Google was recently granted a patent for what it calls "pay-per-gaze" advertising that will, if created, charge advertisers if a user looks at an ad (online or offline) while wearing Google Glass. The patent would allow Google to collect analytical data, such as how long they viewed the ad and emotional response, and then charge advertisers for that data. There's no guarantee any of this will become a reality, but the premise is fascinating.
Digital: Our Greatest Threat and Opportunity
Digital technology has, without doubt, upended the advertising industry with a proliferation of channels and fragmentation of behavior. Marketers have been challenged by divergent behaviors and what seems to be a never-ending onslaught of channels to reach consumers. Then there's the challenge of consistent measurement across all channels.

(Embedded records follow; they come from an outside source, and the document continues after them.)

use std::fmt;

use chrono::NaiveTime;
use serde::{Deserialize, Serialize};

/// 12-hour clock format used for reminder times, e.g. `08:00 AM`.
pub const REMINDER_TIME_FORMAT: &str = "%I:%M %p";

// =============================================================================
// Navigation
// =============================================================================

/// The page currently shown to the user.
#[derive(Clone, Copy, Debug, Default, PartialEq, Eq, Hash, Serialize, Deserialize)]
#[serde(rename_all = "snake_case")]
pub enum Page {
    /// The AI diary.
    #[default]
    Home,
    /// Medicine reminders.
    Reminders,
    /// Emergency contacts.
    Contacts,
    /// The medical profile form.
    MedicalDetails,
}

impl Page {
    /// Every page, in sidebar order.
    pub const ALL: [Page; 4] = [
        Page::Home,
        Page::Reminders,
        Page::Contacts,
        Page::MedicalDetails,
    ];

    /// Human-readable title for navigation chrome.
    pub fn title(&self) -> &'static str {
        match self {
            Page::Home => "Home / AI Diary",
            Page::Reminders => "Medicine Reminders",
            Page::Contacts => "Emergency Contacts",
            Page::MedicalDetails => "My Medical Details",
        }
    }
}

impl fmt::Display for Page {
    fn fmt(&self, f: &mut fmt::Formatter<'_>) -> fmt::Result {
        match self {
            Page::Home => write!(f, "home"),
            Page::Reminders => write!(f, "reminders"),
            Page::Contacts => write!(f, "contacts"),
            Page::MedicalDetails => write!(f, "medical_details"),
        }
    }
}

// =============================================================================
// Records
// =============================================================================

/// A medicine reminder. Immutable once added to a session.
#[derive(Clone, Debug, PartialEq, Eq, Serialize, Deserialize)]
pub struct Reminder {
    /// Medicine name. Required.
    pub medicine: String,
    /// Free-form dosage, e.g. "1 pill".
    pub dosage: String,
    /// Time of day on a 12-hour clock, e.g. "08:00 AM".
    pub time: String,
}

impl Reminder {
    /// Build a reminder from a time of day, formatting it on a 12-hour clock.
    pub fn at(medicine: impl Into<String>, dosage: impl Into<String>, time: NaiveTime) -> Self {
        Self {
            medicine: medicine.into(),
            dosage: dosage.into(),
            time: time.format(REMINDER_TIME_FORMAT).to_string(),
        }
    }

    /// Build a reminder from an already formatted time string.
    pub fn new(
        medicine: impl Into<String>,
        dosage: impl Into<String>,
        time: impl Into<String>,
    ) -> Self {
        Self {
            medicine: medicine.into(),
            dosage: dosage.into(),
            time: time.into(),
        }
    }
}

/// An emergency contact. Immutable once added to a session.
#[derive(Clone, Debug, PartialEq, Eq, Serialize, Deserialize)]
pub struct Contact {
    /// Display name. Required.
    pub name: String,
    /// Phone number as typed by the user.
    pub number: String,
}

impl Contact {
    pub fn new(name: impl Into<String>, number: impl Into<String>) -> Self {
        Self {
            name: name.into(),
            number: number.into(),
        }
    }

    /// `tel:` link for a "Call Now" button.
    pub fn call_url(&self) -> String {
        format!("tel:{}", self.number)
    }
}

/// The user's medical profile. All fields default to empty strings.
#[derive(Clone, Debug, Default, PartialEq, Eq, Serialize, Deserialize)]
#[serde(default)]
pub struct MedicalProfile {
    pub doctor_name: String,
    pub doctor_contact: String,
    pub blood_type: String,
    pub allergies: String,
    pub conditions: String,
}

/// A diary entry with its computed polarity. Never stored.
#[derive(Clone, Debug, PartialEq, Serialize, Deserialize)]
pub struct DiaryEntry {
    pub text: String,
    /// Sentiment polarity in [-1.0, 1.0].
    pub polarity: f64,
}
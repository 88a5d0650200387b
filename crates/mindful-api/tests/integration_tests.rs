//! Integration tests for the Mindful API.
//!
//! Each test builds its own router over fresh state with a scripted
//! recognizer, then drives it with `oneshot` requests.

use axum::body::Body;
use axum::http::{Request, StatusCode};
use serde_json::Value;
use tower::ServiceExt;

use mindful_api::create_router;
use mindful_api::handlers::{AddResponse, HealthResponse, PageResponse, SessionCreated};
use mindful_api::state::AppState;
use mindful_core::config::MindfulConfig;
use mindful_core::types::{Contact, MedicalProfile, Page, Reminder};
use mindful_speech::wav::encode_wav;
use mindful_speech::{AudioData, MockRecognizer, RecognitionError, Recognizer};

// =============================================================================
// Helpers
// =============================================================================

fn make_state(mock: &MockRecognizer) -> AppState {
    AppState::new(MindfulConfig::default(), Recognizer::Mock(mock.clone()))
}

fn make_app() -> axum::Router {
    create_router(make_state(&MockRecognizer::default()))
}

fn get(uri: &str) -> Request<Body> {
    Request::get(uri).body(Body::empty()).unwrap()
}

fn post_empty(uri: &str) -> Request<Body> {
    Request::post(uri).body(Body::empty()).unwrap()
}

fn send_json(method: &str, uri: &str, json: &str) -> Request<Body> {
    Request::builder()
        .method(method)
        .uri(uri)
        .header("content-type", "application/json")
        .body(Body::from(json.to_string()))
        .unwrap()
}

async fn body_bytes(resp: axum::response::Response) -> Vec<u8> {
    axum::body::to_bytes(resp.into_body(), 1024 * 1024)
        .await
        .unwrap()
        .to_vec()
}

async fn body_json(resp: axum::response::Response) -> Value {
    serde_json::from_slice(&body_bytes(resp).await).unwrap()
}

/// Create a session and return its base path, e.g. `/sessions/<uuid>`.
async fn new_session(app: &axum::Router) -> String {
    let resp = app.clone().oneshot(post_empty("/sessions")).await.unwrap();
    assert_eq!(resp.status(), StatusCode::CREATED);
    let created: SessionCreated = serde_json::from_slice(&body_bytes(resp).await).unwrap();
    format!("/sessions/{}", created.session_id)
}

fn speech_wav() -> Vec<u8> {
    encode_wav(&AudioData::new(vec![4_000; 16_000], 16_000)).unwrap()
}

// =============================================================================
// Health
// =============================================================================

#[tokio::test]
async fn test_health_happy_path() {
    let app = make_app();
    let resp = app.clone().oneshot(get("/health")).await.unwrap();

    assert_eq!(resp.status(), StatusCode::OK);
    let health: HealthResponse = serde_json::from_slice(&body_bytes(resp).await).unwrap();
    assert_eq!(health.status, "healthy");
    assert_eq!(health.live_sessions, 0);

    new_session(&app).await;
    let resp = app.oneshot(get("/health")).await.unwrap();
    let health: HealthResponse = serde_json::from_slice(&body_bytes(resp).await).unwrap();
    assert_eq!(health.live_sessions, 1);
}

// =============================================================================
// Sessions
// =============================================================================

#[tokio::test]
async fn test_new_session_snapshot() {
    let app = make_app();
    let base = new_session(&app).await;

    let resp = app.oneshot(get(&base)).await.unwrap();
    assert_eq!(resp.status(), StatusCode::OK);

    let snap = body_json(resp).await;
    assert_eq!(snap["page"], "home");
    assert_eq!(snap["reminders"], Value::Array(vec![]));
    assert_eq!(snap["contacts"], Value::Array(vec![]));
    assert_eq!(snap["profile"]["blood_type"], "");
}

#[tokio::test]
async fn test_unknown_session_is_not_found() {
    let app = make_app();
    let uri = format!("/sessions/{}", uuid::Uuid::new_v4());

    let resp = app.clone().oneshot(get(&uri)).await.unwrap();
    assert_eq!(resp.status(), StatusCode::NOT_FOUND);
    let body = body_json(resp).await;
    assert_eq!(body["error"], "not_found");

    let resp = app
        .oneshot(get(&format!("{}/reminders", uri)))
        .await
        .unwrap();
    assert_eq!(resp.status(), StatusCode::NOT_FOUND);
}

#[tokio::test]
async fn test_end_session_destroys_state() {
    let app = make_app();
    let base = new_session(&app).await;

    let resp = app
        .clone()
        .oneshot(Request::delete(&base).body(Body::empty()).unwrap())
        .await
        .unwrap();
    assert_eq!(resp.status(), StatusCode::NO_CONTENT);

    let resp = app.clone().oneshot(get(&base)).await.unwrap();
    assert_eq!(resp.status(), StatusCode::NOT_FOUND);

    let resp = app
        .oneshot(Request::delete(&base).body(Body::empty()).unwrap())
        .await
        .unwrap();
    assert_eq!(resp.status(), StatusCode::NOT_FOUND);
}

#[tokio::test]
async fn test_session_limit_is_service_unavailable() {
    let mut config = MindfulConfig::default();
    config.api.max_sessions = 1;
    let app = create_router(AppState::new(
        config,
        Recognizer::Mock(MockRecognizer::default()),
    ));

    new_session(&app).await;
    let resp = app.oneshot(post_empty("/sessions")).await.unwrap();
    assert_eq!(resp.status(), StatusCode::SERVICE_UNAVAILABLE);
}

#[tokio::test]
async fn test_abandoned_session_expires() {
    let mut config = MindfulConfig::default();
    config.api.max_sessions = 1;
    config.api.session_idle_secs = 0;
    let app = create_router(AppState::new(
        config,
        Recognizer::Mock(MockRecognizer::default()),
    ));

    let abandoned = new_session(&app).await;
    // The slot is free again without a DELETE.
    new_session(&app).await;

    let resp = app.oneshot(get(&abandoned)).await.unwrap();
    assert_eq!(resp.status(), StatusCode::NOT_FOUND);
}

#[tokio::test]
async fn test_sessions_are_isolated() {
    let app = make_app();
    let a = new_session(&app).await;
    let b = new_session(&app).await;

    app.clone()
        .oneshot(send_json(
            "POST",
            &format!("{}/contacts", a),
            r#"{"name":"Alice","number":"555-0101"}"#,
        ))
        .await
        .unwrap();

    let resp = app
        .oneshot(get(&format!("{}/contacts", b)))
        .await
        .unwrap();
    let contacts: Vec<Contact> = serde_json::from_slice(&body_bytes(resp).await).unwrap();
    assert!(contacts.is_empty());
}

// =============================================================================
// Navigation
// =============================================================================

#[tokio::test]
async fn test_navigate_pages() {
    let app = make_app();
    let base = new_session(&app).await;
    let uri = format!("{}/page", base);

    let resp = app.clone().oneshot(get(&uri)).await.unwrap();
    let page: PageResponse = serde_json::from_slice(&body_bytes(resp).await).unwrap();
    assert_eq!(page.page, Page::Home);
    assert_eq!(page.title, "Home / AI Diary");

    for target in Page::ALL {
        let body = format!(r#"{{"page":"{}"}}"#, target);
        let resp = app
            .clone()
            .oneshot(send_json("PUT", &uri, &body))
            .await
            .unwrap();
        assert_eq!(resp.status(), StatusCode::OK);
        let page: PageResponse = serde_json::from_slice(&body_bytes(resp).await).unwrap();
        assert_eq!(page.page, target);
    }
}

#[tokio::test]
async fn test_navigate_to_unknown_page_is_rejected() {
    let app = make_app();
    let base = new_session(&app).await;

    let resp = app
        .oneshot(send_json(
            "PUT",
            &format!("{}/page", base),
            r#"{"page":"settings"}"#,
        ))
        .await
        .unwrap();
    assert!(resp.status().is_client_error());
}

// =============================================================================
// Reminders and contacts
// =============================================================================

#[tokio::test]
async fn test_add_reminder_scenario() {
    let app = make_app();
    let base = new_session(&app).await;
    let uri = format!("{}/reminders", base);

    let resp = app
        .clone()
        .oneshot(send_json(
            "POST",
            &uri,
            r#"{"medicine":"Aspirin","dosage":"1 pill","time":"08:00"}"#,
        ))
        .await
        .unwrap();
    assert_eq!(resp.status(), StatusCode::OK);
    let added: AddResponse = serde_json::from_slice(&body_bytes(resp).await).unwrap();
    assert!(added.added);
    assert_eq!(added.count, 1);

    let resp = app.oneshot(get(&uri)).await.unwrap();
    let reminders: Vec<Reminder> = serde_json::from_slice(&body_bytes(resp).await).unwrap();
    assert_eq!(reminders, vec![Reminder::new("Aspirin", "1 pill", "08:00 AM")]);
}

#[tokio::test]
async fn test_empty_medicine_is_skipped() {
    let app = make_app();
    let base = new_session(&app).await;
    let uri = format!("{}/reminders", base);

    app.clone()
        .oneshot(send_json(
            "POST",
            &uri,
            r#"{"medicine":"Aspirin","dosage":"1 pill","time":"08:00"}"#,
        ))
        .await
        .unwrap();
    let resp = app
        .clone()
        .oneshot(send_json(
            "POST",
            &uri,
            r#"{"medicine":"","dosage":"2 pills","time":"21:00"}"#,
        ))
        .await
        .unwrap();

    assert_eq!(resp.status(), StatusCode::OK);
    let added: AddResponse = serde_json::from_slice(&body_bytes(resp).await).unwrap();
    assert!(!added.added);
    assert_eq!(added.count, 1);
}

#[tokio::test]
async fn test_reminder_with_unreadable_time_is_rejected() {
    let app = make_app();
    let base = new_session(&app).await;
    let uri = format!("{}/reminders", base);

    let resp = app
        .clone()
        .oneshot(send_json(
            "POST",
            &uri,
            r#"{"medicine":"Aspirin","dosage":"1 pill","time":"banana"}"#,
        ))
        .await
        .unwrap();
    assert_eq!(resp.status(), StatusCode::BAD_REQUEST);
    let body = body_json(resp).await;
    assert_eq!(body["error"], "bad_request");

    let resp = app.oneshot(get(&uri)).await.unwrap();
    let reminders: Vec<Reminder> = serde_json::from_slice(&body_bytes(resp).await).unwrap();
    assert!(reminders.is_empty());
}

#[tokio::test]
async fn test_reminder_time_on_12_hour_clock_is_kept() {
    let app = make_app();
    let base = new_session(&app).await;
    let uri = format!("{}/reminders", base);

    let resp = app
        .clone()
        .oneshot(send_json(
            "POST",
            &uri,
            r#"{"medicine":"Vitamin D","dosage":"1 tablet","time":"09:30 PM"}"#,
        ))
        .await
        .unwrap();
    assert_eq!(resp.status(), StatusCode::OK);

    let resp = app.oneshot(get(&uri)).await.unwrap();
    let reminders: Vec<Reminder> = serde_json::from_slice(&body_bytes(resp).await).unwrap();
    assert_eq!(reminders[0].time, "09:30 PM");
}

One major challenge has been brought about by last-click attribution--the last thing a consumer does before making a purchase is most measurable. However, many marketing efforts may have played a role in generating that purchase, such as a post from a friend on Facebook, an ad on TV and a sponsored piece of content on Twitter. If the last thing the user does is search for the product on Google, search gets most of the credit. We market in a complicated ecosystem and understanding the role every channel plays in driving a purchase can be difficult to ascertain.
Digital technology has created a plethora of channels. Now, technology to measure those channels is starting to catch up, and pay-per-gaze is one example of how this may manifest itself. We'd be able to see everything the consumer sees. While technology has created challenges, it is catching up with itself by providing opportunities to leverage digital channels more effectivley.
Don't Forget the Value Exchange
The combination of something like pay-per-gaze advertising and a high penetration among consumers would be akin to a magic bullet of advertising measurement. But this technology, like any other kind of ad measurement, requires a careful balance from marketers to deliver value in exchange for data. Marketers have, in the past, betrayed consumer trust. As the industry evolves and technology grows more sophisticated, it's the job of marketers to make the most of it without betraying consumer trust.